3 tablespoons olive oil, plus extra to drizzle on steaks
Two 16-ounce New York strip steaks (1/2 a steak per serving)
4 tablespoons Aaron's Adobo, recipe follows
2 poblano chiles, roasted, peeled and seeded, thinly sliced
1 jalapeno chile, roasted, peeled and seeded, thinly sliced
1 white onion, thinly sliced
1 medium shallot, thinly sliced
1/2 cup nopales, grilled for 5 minutes on each side and sliced
Epazote Butter, recipe follows
Salt and freshly ground black pepper
1/4 cup cumin seeds
1/4 cup coriander seeds
1/4 cup fennel seeds
1/4 cup yellow mustard seeds
2 ancho chiles, stemmed, seeded, deveined and torn into small pieces
2 pasilla chiles, stemmed, seeded, deveined and torn into small pieces
1/2 cup dried whole oregano (preferably Mexican)
1/4 cup Spanish paprika (pimenton), preferably sweet or hot
2 tablespoons garlic powder
2 tablespoons onion powder
1 bunch epazote leaves, picked (about 2 cups)

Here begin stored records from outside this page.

//! Event profiles
//!
//! Every function here builds one fresh [`EconomicEvent`], drawing names,
//! severities and durations from the supplied [`RandomSource`]. The order of
//! draws inside each constructor is part of the seeded-replay contract: do not
//! reorder them.

use crate::events::types::{EconomicEvent, EventImpact, EventKind};
use crate::rng::RandomSource;

const WAR_NAMES: &[&str] = &[
    "The AI Sovereignty War",
    "The Second Cyber Cold War",
    "The Water Wars",
    "The Quantum Conflict",
    "The Space Resource War",
    "The Arctic Territorial War",
    "Indo-Pacific Flashpoint War",
    "Great Blackout War",
    "Second South China Sea War",
    "Data War",
    "Green Energy Wars",
    "Global Food Crisis War",
    "Second Korean Conflict",
    "Digital Iron Curtain War",
    "AI Proxy Wars",
    "Eastern European Insurgency",
    "Middle East Water Conflict",
    "North Atlantic Defense War",
    "U.S.-China Economic War",
    "Synthetic Biology War",
    "Lithium Wars",
    "Space Colony Conflict",
    "Rare Earth Metals War",
    "Automated Warfare Crisis",
    "Climate Refugee War",
    "Orbital Skirmishes",
    "Pacific Cyber War",
    "Neo-Cold War",
    "Red Sea Trade War",
    "Second Taiwan Strait Crisis",
    "Quantum Network War",
    "African Resource Wars",
    "Global Resistance Conflict",
    "Second American Civil War",
    "South American Drug Wars 2.0",
    "Meridian Conflict",
    "Azure Coalition War",
    "Resource War",
    "Technological Sovereignty War",
    "Cyber Defense War",
    "Regional Security Crisis",
    "Global Alliance Conflict",
    "War of the Worlds",
    "World War X",
    "Great War",
    "Star Wars",
];

const RECESSION_NAMES: &[&str] = &[
    "Credit Crunch",
    "Market Correction",
    "Economic Contraction",
    "GDP Slowdown",
    "Investment Decline",
    "Consumer Confidence Crisis",
];

const BOOM_NAMES: &[&str] = &[
    "Economic Renaissance",
    "Prosperity Surge",
    "Market Expansion",
    "Growth Acceleration",
    "Investment Boom",
    "Productivity Revolution",
    "Technological Revolution",
    "Energy Revolution",
    "Space Exploration",
    "Healthcare Revolution",
    "Education Revolution",
    "Government Efficiency Period",
    "Financial Boom",
    "Globalization Renaissance",
];

// Common disasters appear twice to weight the draw.
const DISASTER_TYPES: &[&str] = &[
    "Hurricane",
    "Earthquake",
    "Flood",
    "Wildfire",
    "Drought",
    "Tsunami",
    "Volcanic Eruption",
    "Hurricane",
    "Earthquake",
    "Flood",
    "Wildfire",
    "Drought",
];

const TECH_FIELDS: &[&str] = &[
    "Quantum Computing",
    "Renewable Energy",
    "Biotechnology",
    "Space Industry",
    "Manufacturing Automation",
    "Robotics",
    "3D Printing",
    "Nanotechnology",
    "Genetic Engineering",
    "Augmented Reality",
    "Artificial Intelligence",
];

const ENERGY_SHOCKS: &[&str] = &[
    "Oil Supply Shock",
    "Grid Collapse",
    "Natural Gas Shortage",
    "Fuel Price Spiral",
];

const FINANCIAL_CRISES: &[&str] = &[
    "Banking Panic",
    "Sovereign Bond Crisis",
    "Housing Market Collapse",
    "Shadow Banking Meltdown",
];

/// Multiplier shared by every war's aftermath
pub const WAR_AFTERMATH_MULTIPLIER: f64 = 0.4;

fn event(
    kind: EventKind,
    name: impl Into<String>,
    description: impl Into<String>,
    impact: EventImpact,
    duration: u32,
    aftermath_duration: u32,
    aftermath_multiplier: f64,
) -> EconomicEvent {
    EconomicEvent {
        kind,
        name: name.into(),
        description: description.into(),
        impact,
        duration,
        aftermath_duration,
        aftermath_multiplier,
    }
}

/// New war; scale drawn from [0.5, 1.5)
pub fn war<R: RandomSource + ?Sized>(rng: &mut R) -> EconomicEvent {
    let name = *rng.pick(WAR_NAMES);
    let scale = rng.scaled(0.5, 1.0);
    let duration = rng.int_between(2, 5);
    let aftermath = rng.int_between(3, 4);

    event(
        EventKind::WarStart,
        name,
        format!("The {name} has begun, requiring significant military expenditures."),
        EventImpact {
            deficit: 0.5 * scale,
            gdp_growth: 0.005 * scale,
            inflation: 0.01 * scale,
            interest_rate: 0.002 * scale,
            population_growth: Some(-0.002 * scale),
        },
        duration,
        aftermath,
        WAR_AFTERMATH_MULTIPLIER,
    )
}

/// Reconstruction phase replacing a war once its fighting stops
///
/// Carries no duration of its own: the remaining aftermath years of the war
/// it replaces decide how long it lasts.
pub fn war_end(war_name: &str) -> EconomicEvent {
    event(
        EventKind::WarEnd,
        format!("{war_name} Aftermath"),
        format!("The {war_name} has ended, but reconstruction costs continue."),
        EventImpact {
            deficit: 0.3,
            gdp_growth: 0.01,
            inflation: 0.005,
            interest_rate: -0.001,
            population_growth: None,
        },
        0,
        0,
        1.0,
    )
}

/// Recession; severity drawn from [0.6, 1.4)
pub fn recession<R: RandomSource + ?Sized>(rng: &mut R) -> EconomicEvent {
    let name = *rng.pick(RECESSION_NAMES);
    let severity = rng.scaled(0.6, 0.8);
    let duration = rng.int_between(1, 3);
    let aftermath = rng.int_between(2, 3);

    event(
        EventKind::Recession,
        name,
        "A recession has hit the economy, reducing tax revenues and requiring stimulus spending.",
        EventImpact {
            deficit: 0.4 * severity,
            gdp_growth: -0.025 * severity,
            inflation: -0.01 * severity,
            interest_rate: -0.005 * severity,
            population_growth: None,
        },
        duration,
        aftermath,
        0.3,
    )
}

/// Depression; fixed high-impact profile
pub fn depression<R: RandomSource + ?Sized>(rng: &mut R) -> EconomicEvent {
    let duration = rng.int_between(3, 4);
    let aftermath = rng.int_between(5, 6);

    event(
        EventKind::Depression,
        "Economic Depression",
        "A severe economic depression has begun, dramatically increasing government spending on safety nets and stimulus.",
        EventImpact {
            deficit: 1.2,
            gdp_growth: -0.06,
            inflation: -0.015,
            interest_rate: -0.01,
            population_growth: None,
        },
        duration,
        aftermath,
        0.4,
    )
}

pub fn economic_boom<R: RandomSource + ?Sized>(rng: &mut R) -> EconomicEvent {
    let name = *rng.pick(BOOM_NAMES);
    let duration = rng.int_between(2, 3);
    let aftermath = rng.int_between(1, 2);

    event(
        EventKind::EconomicBoom,
        name,
        "A period of exceptional economic growth has begun, increasing tax revenues and reducing benefit payments.",
        EventImpact {
            deficit: -0.3,
            gdp_growth: 0.02,
            inflation: 0.005,
            interest_rate: 0.002,
            population_growth: None,
        },
        duration,
        aftermath,
        0.2,
    )
}

/// Natural disaster; severity drawn from [0.5, 1.5)
///
/// The aftermath length only feeds the year descriptions. Disasters are
/// never tracked as ongoing.
pub fn natural_disaster<R: RandomSource + ?Sized>(rng: &mut R) -> EconomicEvent {
    let disaster = *rng.pick(DISASTER_TYPES);
    let severity = rng.scaled(0.5, 1.0);
    let aftermath = rng.int_between(1, 2);

    event(
        EventKind::NaturalDisaster,
        format!("Major {disaster}"),
        format!(
            "A major {} has caused significant damage requiring federal disaster relief.",
            disaster.to_lowercase()
        ),
        EventImpact {
            deficit: 0.2 * severity,
            gdp_growth: -0.007 * severity,
            inflation: 0.003 * severity,
            interest_rate: 0.0,
            population_growth: None,
        },
        1,
        aftermath,
        0.3,
    )
}

pub fn pandemic<R: RandomSource + ?Sized>(rng: &mut R) -> EconomicEvent {
    let duration = rng.int_between(1, 2);
    let aftermath = rng.int_between(2, 3);

    event(
        EventKind::Pandemic,
        "Global Pandemic",
        "A global pandemic has emerged, requiring massive healthcare spending and economic support.",
        EventImpact {
            deficit: 1.0,
            gdp_growth: -0.05,
            inflation: 0.01,
            interest_rate: -0.005,
            population_growth: Some(-0.005),
        },
        duration,
        aftermath,
        0.5,
    )
}

pub fn tech_revolution<R: RandomSource + ?Sized>(rng: &mut R) -> EconomicEvent {
    let field = *rng.pick(TECH_FIELDS);
    let duration = rng.int_between(3, 5);
    let aftermath = rng.int_between(5, 8);

    event(
        EventKind::TechRevolution,
        format!("{field} Revolution"),
        format!(
            "A technological revolution in {field} is transforming the economy, boosting productivity and growth."
        ),
        EventImpact {
            deficit: -0.15,
            gdp_growth: 0.015,
            inflation: -0.002,
            interest_rate: 0.001,
            population_growth: None,
        },
        duration,
        aftermath,
        0.6,
    )
}

pub fn energy_crisis<R: RandomSource + ?Sized>(rng: &mut R) -> EconomicEvent {
    let name = *rng.pick(ENERGY_SHOCKS);
    let duration = rng.int_between(1, 3);
    let aftermath = rng.int_between(1, 3);

    event(
        EventKind::EnergyCrisis,
        name,
        "An energy crisis has driven up fuel and electricity prices across the economy.",
        EventImpact {
            deficit: 0.3,
            gdp_growth: -0.015,
            inflation: 0.02,
            interest_rate: 0.003,
            population_growth: None,
        },
        duration,
        aftermath,
        0.4,
    )
}

pub fn peace_dividend<R: RandomSource + ?Sized>(rng: &mut R) -> EconomicEvent {
    let duration = rng.int_between(3, 4);
    let aftermath = rng.int_between(2, 3);

    event(
        EventKind::PeaceDividend,
        "Peace Dividend",
        "A sustained period of peace has allowed reduction in military spending.",
        EventImpact {
            deficit: -0.2,
            gdp_growth: 0.005,
            inflation: -0.001,
            interest_rate: -0.001,
            population_growth: None,
        },
        duration,
        aftermath,
        0.5,
    )
}

pub fn financial_crisis<R: RandomSource + ?Sized>(rng: &mut R) -> EconomicEvent {
    let name = *rng.pick(FINANCIAL_CRISES);
    let duration = rng.int_between(1, 2);
    let aftermath = rng.int_between(3, 3);

    event(
        EventKind::FinancialCrisis,
        name,
        "A financial crisis has frozen credit markets, forcing bailouts and emergency rate cuts.",
        EventImpact {
            deficit: 0.8,
            gdp_growth: -0.035,
            inflation: -0.005,
            interest_rate: -0.007,
            population_growth: None,
        },
        duration,
        aftermath,
        0.4,
    )
}

/// Build a fresh event of the given kind
///
/// Returns `None` for the war phases that only the lifecycle can produce.
pub fn for_kind<R: RandomSource + ?Sized>(kind: EventKind, rng: &mut R) -> Option<EconomicEvent> {
    let event = match kind {
        EventKind::WarStart => war(rng),
        EventKind::WarOngoing | EventKind::WarEnd => return None,
        EventKind::Recession => recession(rng),
        EventKind::Depression => depression(rng),
        EventKind::EconomicBoom => economic_boom(rng),
        EventKind::NaturalDisaster => natural_disaster(rng),
        EventKind::Pandemic => pandemic(rng),
        EventKind::TechRevolution => tech_revolution(rng),
        EventKind::EnergyCrisis => energy_crisis(rng),
        EventKind::PeaceDividend => peace_dividend(rng),
        EventKind::FinancialCrisis => financial_crisis(rng),
    };
    Some(event)
}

1 bunch fresh cilantro, roughly chopped (about 1 cup)
1 clove garlic
Juice of 1 lime
1 teaspoon salt
1 teaspoon freshly ground black pepper
1/2 pound butter, softened
To roast poblano and jalapeno chiles, place them directly on the grill or over an open flame until they blister and get charred on the outside. Then put them in a bag and let them steam up for about 5 minutes until they cool down. Once cooled, peel off the skin, remove seeds and thinly slice.